In John Gottman’s, The Seven Principles for Making Marriage Work, he cites several myths about marriage. One of the fundamental ones is that all you have to do is to communicate better and you can save your relationship. Other myths include the teaching that if one of you has a personality problem then the marriage is doomed.
We all have enduring vulnerabilities that can be worked around with clear understanding and commitment. There’s no question that forms of addiction, depression, phobias, post-traumatic stress, and significant personality disorders, can stretch our limits. But there is more to a relationship than having things in common, or in reciprocating good deeds to pay each other back for love and loyalty.
Some coaches and counselors promote the idea that the key to a lasting relationship is to avoid conflict. Some couples have developed their own ways of coping or avoiding lasting harm in their clashes but that isn’t the key to what keeps them together. Even moral failures can be repaired. Lasting love can be resilient.
Research shows something we might not expect.
‘The determining factor in whether wives feel satisfied with the sex, romance, and passion in their marriage is, by 70 percent, the quality of the couple’s friendship. For men, the determining factor, is by 70 percent, the quality of the couple’s friendship. So, men and women come from the same planet after all.’” (p. 19)
Gottman defines deep friendship as the mutual respect and enjoyment of each other’s company. The partners know each other deeply and are familiar with likes, dislikes, quirks, hopes, and dreams. Perhaps, as Andy Stanley shares, in his video series on What Happy Couples Know, the partners have learned how to handle the hopes, dreams, and desires, that have become expectations.
It’s not about expensive gifts and getaways. It’s not all about chasing dreams and fulfilling deep desires. There’s a steady flow of heart-connecting activities that happen throughout the day and the week. By continuing to build a ratio of more positive thoughts toward each other, over negative thoughts, a couple builds up a strong connection that lasts through the rough patches.

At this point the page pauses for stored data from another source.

//! Brokerage trait and implementations for trendbook.
//!
//! Provides a `Brokerage` trait covering everything the rebalancer needs
//! from the outside world: market data, tracker search, order placement,
//! order status and account holdings. Implementations:
//!
//! - **Mock** ([`mock::MockBrokerage`]): scripted responses for tests
//! - **Avanza** (feature `avanza`): blocking REST client
//!
//! All methods take `&self`. Trades execute concurrently against one shared
//! brokerage, so implementations keep their session state behind their own
//! lock and count outstanding [`SessionLease`]s.

pub mod error;
pub mod mock;
pub mod types;

#[cfg(feature = "avanza")]
pub mod avanza;

pub use error::BrokerError;
pub use types::*;

use std::ops::Deref;

use log::warn;
use trendbook::{AssetId, LeveragedInstrument, LookbackPeriod};

/// A brokerage session that can fetch data, place orders and list holdings.
pub trait Brokerage: Send + Sync {
    /// Open (or join) an authenticated session. Safe to call repeatedly.
    fn authenticate(&self) -> Result<(), BrokerError>;

    /// Release one session hold. Safe to call repeatedly.
    fn end_session(&self) -> Result<(), BrokerError>;

    /// Last price and the compare price for `period`.
    fn index_quote(&self, asset: &AssetId, period: LookbackPeriod) -> Result<IndexQuote, BrokerError>;

    /// Daily closes, oldest first.
    fn price_history(&self, asset: &AssetId) -> Result<Vec<Candle>, BrokerError>;

    /// Leveraged trackers matching `query`, in the broker's order.
    fn leveraged_instruments(
        &self,
        query: &InstrumentQuery,
    ) -> Result<Vec<LeveragedInstrument>, BrokerError>;

    /// Latest tradable price of an orderbook.
    fn last_price(&self, asset: &AssetId) -> Result<f64, BrokerError>;

    /// Place a tracker order (executes immediately).
    fn place_instrument_order(&self, order: &OrderRequest) -> Result<OrderPlacement, BrokerError>;

    /// Place a fund order (settles on the reported on-account date).
    fn place_fund_order(&self, order: &OrderRequest) -> Result<FundPlacement, BrokerError>;

    /// Current state of a placed order.
    fn order_status(&self, account: &AccountId, order: &OrderId) -> Result<OrderState, BrokerError>;

    /// Holdings and cash of the account identified by its URL parameter.
    fn account_positions(&self, account_url: &str) -> Result<AccountPositions, BrokerError>;

    /// Map an account URL parameter to the id used for order placement.
    fn resolve_account(&self, account_url: &str) -> Result<AccountId, BrokerError>;

    /// Underlying tracked by a leveraged instrument.
    fn underlying_for(&self, instrument: &AssetId) -> Result<AssetId, BrokerError>;
}

/// An authenticated session hold, released on drop.
///
/// ```ignore
/// let session = SessionLease::acquire(&broker)?;
/// let positions = session.account_positions("abc123")?;
/// // session ends here
/// ```
pub struct SessionLease<'a, B: Brokerage + ?Sized> {
    broker: &'a B,
}

impl<'a, B: Brokerage + ?Sized> SessionLease<'a, B> {
    /// Authenticate and hold the session until the lease is dropped.
    pub fn acquire(broker: &'a B) -> Result<Self, BrokerError> {
        broker.authenticate()?;
        Ok(Self { broker })
    }
}

impl<B: Brokerage + ?Sized> Deref for SessionLease<'_, B> {
    type Target = B;

    fn deref(&self) -> &B {
        self.broker
    }
}

impl<B: Brokerage + ?Sized> Drop for SessionLease<'_, B> {
    fn drop(&mut self) {
        if let Err(e) = self.broker.end_session() {
            warn!("Failed to end brokerage session: {e}");
        }
    }
}
//! Edge-case tests: whole planning passes through the public API.

use trendbook::{
    Asset, AssetId, AssetSignal, Error, LeveragedInstrument, Position, TradeKind, allocate_cash,
    normalize_positions, plan_trades, select_instrument, select_targets,
};

fn id(s: &str) -> AssetId {
    AssetId::new(s)
}

fn cash() -> AssetId {
    id("CASH")
}

fn signal(asset: &Asset, change: f64, rel_sma: f64) -> AssetSignal {
    AssetSignal {
        asset: asset.clone(),
        percentage_change: change,
        relative_sma: rel_sma,
    }
}

fn candidates_for(underlying: &AssetId) -> Vec<LeveragedInstrument> {
    [(1.0, 10.0), (1.8, 10.0), (3.0, 10.0)]
        .iter()
        .map(|&(lev, traded)| LeveragedInstrument {
            orderbook_id: id(&format!("MINI-{underlying}-{lev}")),
            name: format!("MINI L {underlying}"),
            leverage: lev,
            traded_value: traded,
        })
        .collect()
}

fn resolve(asset: &Asset) -> Result<AssetId, Error> {
    let candidates = candidates_for(&asset.asset_id);
    select_instrument(&asset.asset_id, &candidates, asset.target_lev).map(|c| c.orderbook_id.clone())
}

// ============================================================================
// Full planning pass
// ============================================================================

#[test]
fn cash_only_account_rotates_into_leader() {
    let universe = vec![Asset::new("A", "A", 2), Asset::new("B", "B", 2)];
    let signals = vec![signal(&universe[0], 1.10, 1.05), signal(&universe[1], 1.01, 1.05)];

    let targets = select_targets(&signals, 1, &cash()).unwrap();
    assert_eq!(targets, vec![id("A")]);

    let held = vec![Position::direct(&cash(), 10_000.0, 100.0)];
    let slots = normalize_positions(held.clone(), 1, &cash()).unwrap();
    assert_eq!(slots, held);

    let mut trades = plan_trades(&slots, &targets, &universe, &cash(), resolve).unwrap();
    assert_eq!(trades.len(), 1);
    assert_eq!(trades[0].sell_asset, cash());
    assert_eq!(trades[0].buy_asset, id("MINI-A-1.8"));
    assert_eq!(trades[0].kind(&cash()), TradeKind::CashToInstrument);

    allocate_cash(&mut trades, 200.0, 0.05);
    assert!((trades[0].buy_value() - 10_190.0).abs() < 1e-9);
}

#[test]
fn everything_in_downtrend_moves_to_backup() {
    let universe = vec![Asset::new("A", "A", 2), Asset::new("B", "B", 2)];
    let signals = vec![signal(&universe[0], 1.10, 0.95), signal(&universe[1], 1.01, 0.90)];
    let targets = select_targets(&signals, 2, &cash()).unwrap();
    assert_eq!(targets, vec![cash(), cash()]);

    let held = vec![
        Position::tracking(&id("MINI-A"), &id("A"), 5_000.0, 50.0),
        Position::tracking(&id("MINI-B"), &id("B"), 3_000.0, 30.0),
    ];
    let slots = normalize_positions(held, 2, &cash()).unwrap();
    let trades = plan_trades(&slots, &targets, &universe, &cash(), resolve).unwrap();

    assert_eq!(trades.len(), 2);
    assert!(trades.iter().all(|t| t.buy_asset == cash()));
    assert!(trades.iter().all(|t| t.kind(&cash()) == TradeKind::InstrumentToCash));
    assert_eq!(trades[0].sell_asset, id("MINI-A"));
    assert_eq!(trades[1].sell_asset, id("MINI-B"));
}

#[test]
fn partial_backup_slot_funds_new_position() {
    let universe = vec![
        Asset::new("A", "A", 2),
        Asset::new("B", "B", 2),
        Asset::new("C", "C", 2),
    ];
    let signals = vec![
        signal(&universe[0], 1.20, 1.10),
        signal(&universe[1], 1.15, 1.10),
        signal(&universe[2], 0.90, 1.10),
    ];
    let targets = select_targets(&signals, 3, &cash()).unwrap();
    assert_eq!(targets, vec![id("A"), id("B"), id("C")]);

    // Holding A and a fund position worth 6000; two slots missing
    let held = vec![
        Position::tracking(&id("MINI-A"), &id("A"), 4_000.0, 40.0),
        Position::direct(&cash(), 6_000.0, 60.0),
    ];
    let slots = normalize_positions(held, 3, &cash()).unwrap();
    let trades = plan_trades(&slots, &targets, &universe, &cash(), resolve).unwrap();

    assert_eq!(trades.len(), 2);
    for t in &trades {
        assert_eq!(t.sell_asset, cash());
        assert!((t.sell_value - 3_000.0).abs() < 1e-9);
    }
    assert_eq!(trades[0].buy_asset, id("MINI-B-1.8"));
    assert_eq!(trades[1].buy_asset, id("MINI-C-1.8"));
}

#[test]
fn holding_targets_already_produces_no_trades() {
    let universe = vec![Asset::new("A", "A", 2)];
    let signals = vec![signal(&universe[0], 1.10, 1.05)];
    let targets = select_targets(&signals, 1, &cash()).unwrap();

    let held = vec![Position::tracking(&id("MINI-A-OLD"), &id("A"), 5_000.0, 50.0)];
    let trades = plan_trades(&held, &targets, &universe, &cash(), resolve).unwrap();
    assert!(trades.is_empty());
}

// ============================================================================
// Failures
// ============================================================================

#[test]
fn missing_backup_aborts_before_planning() {
    let held = vec![Position::tracking(&id("MINI-A"), &id("A"), 5_000.0, 50.0)];
    let err = normalize_positions(held, 2, &cash()).unwrap_err();
    assert!(matches!(err, Error::Normalization(_)));
}

#[test]
fn empty_search_result_surfaces_as_error() {
    let universe = vec![Asset::new("A", "A", 2)];
    let held = vec![Position::direct(&cash(), 1_000.0, 10.0)];
    let err = plan_trades(&held, &[id("A")], &universe, &cash(), |a: &Asset| {
        select_instrument(&a.asset_id, &[], a.target_lev).map(|c| c.orderbook_id.clone())
    })
    .unwrap_err();
    assert_eq!(err, Error::NoSuitableInstrument { underlying: id("A") });
}
//! Momentum and trend readings fetched from the brokerage.

use log::debug;
use trendbook::indicators::{price_ratio, relative_sma};
use trendbook::{Asset, AssetSignal, LookbackPeriod};
use trendbook_broker::{Brokerage, SessionLease};

use crate::config::Settings;
use crate::error::Result;

/// Compute the signal of one asset. The caller holds the session.
///
/// Any failed lookup, or numbers that cannot form a ratio, is
/// `DataUnavailable` for that asset.
pub fn asset_signal<B: Brokerage + ?Sized>(
    broker: &B,
    asset: &Asset,
    period: LookbackPeriod,
    sma_window: usize,
) -> std::result::Result<AssetSignal, trendbook::Error> {
    let id = &asset.asset_id;
    let unavailable = |reason: String| trendbook::Error::data_unavailable(id, reason);

    let quote = broker
        .index_quote(id, period)
        .map_err(|e| unavailable(format!("index quote: {e}")))?;
    let percentage_change = price_ratio(quote.last_price, quote.compare_price).ok_or_else(|| {
        unavailable(format!(
            "cannot compare {} against {}",
            quote.last_price, quote.compare_price
        ))
    })?;

    let closes: Vec<f64> = broker
        .price_history(id)
        .map_err(|e| unavailable(format!("price history: {e}")))?
        .iter()
        .map(|c| c.close)
        .collect();
    let relative_sma = relative_sma(&closes, sma_window).ok_or_else(|| {
        unavailable(format!(
            "{} closes do not cover a {sma_window}-day average",
            closes.len()
        ))
    })?;

    debug!("{id}: change {percentage_change:.4}, relative SMA {relative_sma:.4}");
    Ok(AssetSignal {
        asset: asset.clone(),
        percentage_change,
        relative_sma,
    })
}

/// Signals for the whole universe, in universe order. Stops at the first
/// unavailable asset.
pub fn gather_signals<B: Brokerage + ?Sized>(
    broker: &B,
    universe: &[Asset],
    settings: &Settings,
) -> Result<Vec<AssetSignal>> {
    let session = SessionLease::acquire(broker)?;
    let signals = universe
        .iter()
        .map(|asset| {
            asset_signal(
                &*session,
                asset,
                settings.lookback_period,
                settings.sma_filter_length,
            )
        })
        .collect::<std::result::Result<Vec<_>, _>>()?;
    Ok(signals)
}

#[cfg(test)]
mod tests {
    use super::*;
    use trendbook_broker::mock::MockBrokerage;

    fn asset() -> Asset {
        Asset::new("A", "A", 2)
    }

    #[test]
    fn signal_from_quote_and_history() {
        let broker = MockBrokerage::builder()
            .with_index_quote("A", 110.0, 100.0)
            .with_history("A", &[50.0, 90.0, 100.0, 110.0])
            .build();
        let _session = SessionLease::acquire(&broker).unwrap();

        let s = asset_signal(&broker, &asset(), LookbackPeriod::OneMonth, 3).unwrap();
        assert!((s.percentage_change - 1.1).abs() < 1e-12);
        assert!((s.relative_sma - 1.1).abs() < 1e-12);
        assert!(s.in_uptrend());
    }

    #[test]
    fn short_history_is_unavailable() {
        let broker = MockBrokerage::builder()
            .with_index_quote("A", 110.0, 100.0)
            .with_history("A", &[100.0])
            .build();
        let _session = SessionLease::acquire(&broker).unwrap();

        let err = asset_signal(&broker, &asset(), LookbackPeriod::OneMonth, 200).unwrap_err();
        assert!(matches!(err, trendbook::Error::DataUnavailable { .. }));
    }

    #[test]
    fn zero_compare_price_is_unavailable() {
        let broker = MockBrokerage::builder()
            .with_index_quote("A", 110.0, 0.0)
            .with_history("A", &[100.0])
            .build();
        let _session = SessionLease::acquire(&broker).unwrap();

        assert!(asset_signal(&broker, &asset(), LookbackPeriod::OneWeek, 1).is_err());
    }

    #[test]
    fn missing_quote_is_unavailable() {
        let broker = MockBrokerage::builder().build();
        let _session = SessionLease::acquire(&broker).unwrap();
        let err = asset_signal(&broker, &asset(), LookbackPeriod::OneYear, 1).unwrap_err();
        assert!(err.to_string().contains("index quote"));
    }
}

Becoming attuned to each other’s emotional balance helps maintain the momentum of the relationship. Trust and Commitment work together to steady the durability and soundness of the marriage. If you find yourself assuming the worst about your partner it is a good time to look for some change in yourself. A good relationship coach can help.
Subtle betrayals to the relationship can do as much damage to the relationship as outright moral failures. Anytime we make a life choice that shows we aren’t prioritizing our spouse; it can undermine the good we’ve built up. Things as simple as staying emotionally distant, siding with our parent over our partner, and breaking promises, can lead to a breakdown and strain on lasting love.
We’re all striving for lasting love. Sometimes, it’s endurance is seen more in the faithful adherence to the small rituals in life.